WORK ITEM:
Only lines containing the word "table" belong in the answer; copy each one from the records.

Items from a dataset
====
//! Maintenance requests and their status lifecycle.

// Allow dead code: mirrored records keep fields for completeness
#![allow(dead_code)]

use serde::{Deserialize, Serialize};

/// Status id and display-name bindings, as seeded by the backend.
/// This table is the only place the numeric ids appear; everything else
/// goes through [`RequestStatus`].
const STATUS_BINDINGS: [(RequestStatus, i64, &str); 4] = [
    (RequestStatus::Pending, 1, "Pending"),
    (RequestStatus::InProgress, 2, "In Progress"),
    (RequestStatus::UnderReview, 3, "Under Review"),
    (RequestStatus::Completed, 4, "Completed"),
];

/// Category choices offered on the new-request form, matching the
/// backend's seeded category table.
pub const CATEGORY_CHOICES: &[(i64, &str)] = &[
    (1, "Plumbing"),
    (2, "Electrical"),
    (3, "Furniture"),
    (4, "Cleaning"),
    (5, "Other"),
];

/// The request lifecycle as the backend enforces it.
///
/// Requests start Pending and move forward through In Progress and
/// Under Review to Completed; reopen returns a Completed request to
/// Pending. The legality of any given transition is decided
/// server-side; the client only uses this enum to pick which actions
/// to offer.
#[derive(Debug, Clone, Copy, PartialEq, Eq)]
pub enum RequestStatus {
    Pending,
    InProgress,
    UnderReview,
    Completed,
}

impl RequestStatus {
    pub fn all() -> [RequestStatus; 4] {
        [
            RequestStatus::Pending,
            RequestStatus::InProgress,
            RequestStatus::UnderReview,
            RequestStatus::Completed,
        ]
    }

    /// Numeric id as used in paths and `status_ID` fields.
    pub fn id(&self) -> i64 {
        STATUS_BINDINGS
            .iter()
            .find(|(status, _, _)| status == self)
            .map(|(_, id, _)| *id)
            .unwrap_or(1)
    }

    pub fn name(&self) -> &'static str {
        STATUS_BINDINGS
            .iter()
            .find(|(status, _, _)| status == self)
            .map(|(_, _, name)| *name)
            .unwrap_or("Pending")
    }

    pub fn from_id(id: i64) -> Option<Self> {
        STATUS_BINDINGS
            .iter()
            .find(|(_, bound_id, _)| *bound_id == id)
            .map(|(status, _, _)| *status)
    }

    /// Everything short of Completed counts as active.
    pub fn is_active(&self) -> bool {
        !matches!(self, RequestStatus::Completed)
    }
}

impl std::fmt::Display for RequestStatus {
    fn fmt(&self, f: &mut std::fmt::Formatter<'_>) -> std::fmt::Result {
        f.write_str(self.name())
    }
}

/// Denormalized status row the backend nests into requests for display.
#[derive(Debug, Clone, Serialize, Deserialize)]
pub struct StatusInfo {
    #[serde(rename = "status_ID")]
    pub status_id: i64,
    pub status_name: String,
    #[serde(default)]
    pub description: Option<String>,
}

#[derive(Debug, Clone, Serialize, Deserialize)]
pub struct CategoryInfo {
    #[serde(rename = "category_ID")]
    pub category_id: i64,
    pub category_name: String,
    #[serde(default)]
    pub description: Option<String>,
}

#[derive(Debug, Clone, Serialize, Deserialize)]
pub struct HallInfo {
    #[serde(rename = "hall_ID", default)]
    pub hall_id: Option<i64>,
    #[serde(default)]
    pub hall_name: Option<String>,
    #[serde(default)]
    pub location: Option<String>,
}

#[derive(Debug, Clone, Serialize, Deserialize)]
pub struct RoomInfo {
    #[serde(rename = "room_ID")]
    pub room_id: i64,
    #[serde(default)]
    pub room_number: Option<String>,
    #[serde(default)]
    pub hall: Option<HallInfo>,
}

/// Trimmed student record nested into requests; the full account lives
/// behind the users endpoints.
#[derive(Debug, Clone, Serialize, Deserialize)]
pub struct StudentInfo {
    #[serde(rename = "student_ID")]
    pub student_id: i64,
    #[serde(default)]
    pub student_number: Option<String>,
    #[serde(default)]
    pub user: Option<super::User>,
}

/// A maintenance request as mirrored from the backend. The server owns
/// the authoritative copy; this struct only ever holds what the last
/// fetch returned.
#[derive(Debug, Clone, Serialize, Deserialize)]
pub struct MaintenanceRequest {
    #[serde(rename = "issue_ID")]
    pub issue_id: i64,
    #[serde(rename = "student_ID")]
    pub student_id: i64,
    #[serde(rename = "room_ID")]
    pub room_id: i64,
    #[serde(rename = "category_ID")]
    pub category_id: i64,
    #[serde(rename = "status_ID")]
    pub status_id: i64,
    pub description: String,
    #[serde(default)]
    pub availability: Option<String>,
    pub submission_timestamp: String,
    pub last_updated: String,
    #[serde(default)]
    pub completion_timestamp: Option<String>,
    #[serde(default)]
    pub estimated_cost: Option<f64>,
    #[serde(default)]
    pub actual_cost: Option<f64>,
    // Denormalized rows the backend joins in for display
    #[serde(default)]
    pub student: Option<StudentInfo>,
    #[serde(default)]
    pub room: Option<RoomInfo>,
    #[serde(default)]
    pub category: Option<CategoryInfo>,
    #[serde(default)]
    pub status: Option<StatusInfo>,
}

impl MaintenanceRequest {
    /// Lifecycle status derived from the id binding; None if the
    /// backend ever sends an id outside the known table.
    pub fn current_status(&self) -> Option<RequestStatus> {
        RequestStatus::from_id(self.status_id)
    }

    pub fn is_active(&self) -> bool {
        self.current_status().map(|s| s.is_active()).unwrap_or(true)
    }

    /// Display name, preferring the backend's denormalized row.
    pub fn status_name(&self) -> &str {
        if let Some(ref status) = self.status {
            return &status.status_name;
        }
        self.current_status()
            .map(|s| s.name())
            .unwrap_or("Pending")
    }

    pub fn category_name(&self) -> Option<&str> {
        self.category.as_ref().map(|c| c.category_name.as_str())
    }

    pub fn hall_name(&self) -> Option<&str> {
        self.room
            .as_ref()
            .and_then(|r| r.hall.as_ref())
            .and_then(|h| h.hall_name.as_deref())
    }

    pub fn room_number(&self) -> Option<&str> {
        self.room.as_ref().and_then(|r| r.room_number.as_deref())
    }

    pub fn student_name(&self) -> Option<&str> {
        self.student
            .as_ref()
            .and_then(|s| s.user.as_ref())
            .map(|u| u.name.as_str())
    }
}

/// Payload for a student's new-request submission.
#[derive(Debug, Clone, Serialize)]
pub struct NewMaintenanceRequest {
    #[serde(rename = "student_ID")]
    pub student_id: i64,
    #[serde(rename = "room_ID")]
    pub room_id: i64,
    #[serde(rename = "category_ID")]
    pub category_id: i64,
    pub description: String,
    #[serde(skip_serializing_if = "Option::is_none")]
    pub availability: Option<String>,
    #[serde(skip_serializing_if = "Option::is_none")]
    pub estimated_cost: Option<f64>,
}

/// Partial update payload for PUT on a request.
#[derive(Debug, Clone, Default, Serialize)]
pub struct MaintenanceRequestUpdate {
    #[serde(rename = "category_ID", skip_serializing_if = "Option::is_none")]
    pub category_id: Option<i64>,
    #[serde(rename = "status_ID", skip_serializing_if = "Option::is_none")]
    pub status_id: Option<i64>,
    #[serde(skip_serializing_if = "Option::is_none")]
    pub description: Option<String>,
    #[serde(skip_serializing_if = "Option::is_none")]
    pub availability: Option<String>,
    #[serde(skip_serializing_if = "Option::is_none")]
    pub estimated_cost: Option<f64>,
    #[serde(skip_serializing_if = "Option::is_none")]
    pub actual_cost: Option<f64>,
}

/// Query filter for the request list endpoint.
#[derive(Debug, Clone, Default)]
pub struct RequestFilter {
    pub skip: Option<i64>,
    pub limit: Option<i64>,
    pub student_id: Option<i64>,
    pub status_id: Option<i64>,
    pub category_id: Option<i64>,
    pub hall_id: Option<i64>,
}

impl RequestFilter {
    pub fn for_student(student_id: i64) -> Self {
        Self {
            student_id: Some(student_id),
            ..Self::default()
        }
    }

    pub fn for_hall(hall_id: i64) -> Self {
        Self {
            hall_id: Some(hall_id),
            ..Self::default()
        }
    }

    pub fn with_status(status: RequestStatus) -> Self {
        Self {
            status_id: Some(status.id()),
            ..Self::default()
        }
    }

    pub fn to_query(&self) -> Vec<(&'static str, String)> {
        let mut query = Vec::new();
        if let Some(skip) = self.skip {
            query.push(("skip", skip.to_string()));
        }
        if let Some(limit) = self.limit {
            query.push(("limit", limit.to_string()));
        }
        if let Some(student_id) = self.student_id {
            query.push(("student_id", student_id.to_string()));
        }
        if let Some(status_id) = self.status_id {
            query.push(("status_id", status_id.to_string()));
        }
        if let Some(category_id) = self.category_id {
            query.push(("category_id", category_id.to_string()));
        }
        if let Some(hall_id) = self.hall_id {
            query.push(("hall_id", hall_id.to_string()));
        }
        query
    }

    /// Local mirror of the server-side filter, used for demo fixtures
    /// and for asserting filter round-trips in tests.
    pub fn matches(&self, request: &MaintenanceRequest) -> bool {
        if let Some(student_id) = self.student_id {
            if request.student_id != student_id {
                return false;
            }
        }
        if let Some(status_id) = self.status_id {
            if request.status_id != status_id {
                return false;
            }
        }
        if let Some(category_id) = self.category_id {
            if request.category_id != category_id {
                return false;
            }
        }
        if let Some(hall_id) = self.hall_id {
            let request_hall = request
                .room
                .as_ref()
                .and_then(|r| r.hall.as_ref())
                .and_then(|h| h.hall_id);
            if request_hall != Some(hall_id) {
                return false;
            }
        }
        true
    }
}

#[cfg(test)]
mod tests {
    use super::*;

    #[test]
    fn test_status_id_bindings() {
        assert_eq!(RequestStatus::Pending.id(), 1);
        assert_eq!(RequestStatus::InProgress.id(), 2);
        assert_eq!(RequestStatus::UnderReview.id(), 3);
        assert_eq!(RequestStatus::Completed.id(), 4);
        for status in RequestStatus::all() {
            assert_eq!(RequestStatus::from_id(status.id()), Some(status));
        }
        assert_eq!(RequestStatus::from_id(9), None);
    }

    #[test]
    fn test_only_completed_is_inactive() {
        assert!(RequestStatus::Pending.is_active());
        assert!(RequestStatus::InProgress.is_active());
        assert!(RequestStatus::UnderReview.is_active());
        assert!(!RequestStatus::Completed.is_active());
    }

    #[test]
    fn test_parse_request_with_nested_rows() {
        let json = r#"{
            "issue_ID": 42,
            "student_ID": 3,
            "room_ID": 12,
            "category_ID": 1,
            "status_ID": 2,
            "description": "Leaking tap in the bathroom",
            "availability": "Weekday mornings",
            "submission_timestamp": "2026-05-12T09:30:00",
            "last_updated": "2026-05-13T14:00:00",
            "estimated_cost": 45.5,
            "category": {"category_ID": 1, "category_name": "Plumbing"},
            "status": {"status_ID": 2, "status_name": "In Progress"},
            "room": {
                "room_ID": 12,
                "room_number": "A-104",
                "hall": {"hall_ID": 2, "hall_name": "Peter Hall", "location": "North Wing"}
            }
        }"#;
        let request: MaintenanceRequest =
            serde_json::from_str(json).expect("Failed to parse request");
        assert_eq!(request.issue_id, 42);
        assert_eq!(request.current_status(), Some(RequestStatus::InProgress));
        assert_eq!(request.status_name(), "In Progress");
        assert_eq!(request.category_name(), Some("Plumbing"));
        assert_eq!(request.hall_name(), Some("Peter Hall"));
        assert!(request.is_active());
        assert!(request.completion_timestamp.is_none());
    }

    #[test]
    fn test_parse_request_without_nested_rows() {
        // Some list endpoints omit the joined rows; names fall back to the binding table
        let json = r#"{
            "issue_ID": 7,
            "student_ID": 1,
            "room_ID": 4,
            "category_ID": 2,
            "status_ID": 4,
            "description": "Broken socket",
            "submission_timestamp": "2026-04-01T10:00:00",
            "last_updated": "2026-04-03T16:20:00",
            "completion_timestamp": "2026-04-03T16:20:00"
        }"#;
        let request: MaintenanceRequest =
            serde_json::from_str(json).expect("Failed to parse request");
        assert_eq!(request.status_name(), "Completed");
        assert!(!request.is_active());
    }

    #[test]
    fn test_filter_query_parameters() {
        let filter = RequestFilter {
            skip: Some(0),
            limit: Some(25),
            student_id: Some(3),
            status_id: Some(1),
            category_id: None,
            hall_id: Some(2),
        };
        let query = filter.to_query();
        assert!(query.contains(&("student_id", "3".to_string())));
        assert!(query.contains(&("status_id", "1".to_string())));
        assert!(query.contains(&("hall_id", "2".to_string())));
        assert!(!query.iter().any(|(k, _)| *k == "category_id"));
    }

    #[test]
    fn test_status_filter_round_trip() {
        let mut request: MaintenanceRequest = serde_json::from_str(
            r#"{
                "issue_ID": 1, "student_ID": 1, "room_ID": 1, "category_ID": 1,
                "status_ID": 1, "description": "x",
                "submission_timestamp": "2026-01-01T00:00:00",
                "last_updated": "2026-01-01T00:00:00"
            }"#,
        )
        .unwrap();

        let pending = RequestFilter::with_status(RequestStatus::Pending);
        let completed = RequestFilter::with_status(RequestStatus::Completed);

        // A freshly created request shows up pending, not completed
        assert!(pending.matches(&request));
        assert!(!completed.matches(&request));

        // ...until its status is transitioned
        request.status_id = RequestStatus::Completed.id();
        assert!(!pending.matches(&request));
        assert!(completed.matches(&request));
    }
}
====
TASK ANSWER:
/// This table is the only place the numeric ids appear; everything else
/// backend's seeded category table.
    /// backend ever sends an id outside the known table.
        // Some list endpoints omit the joined rows; names fall back to the binding table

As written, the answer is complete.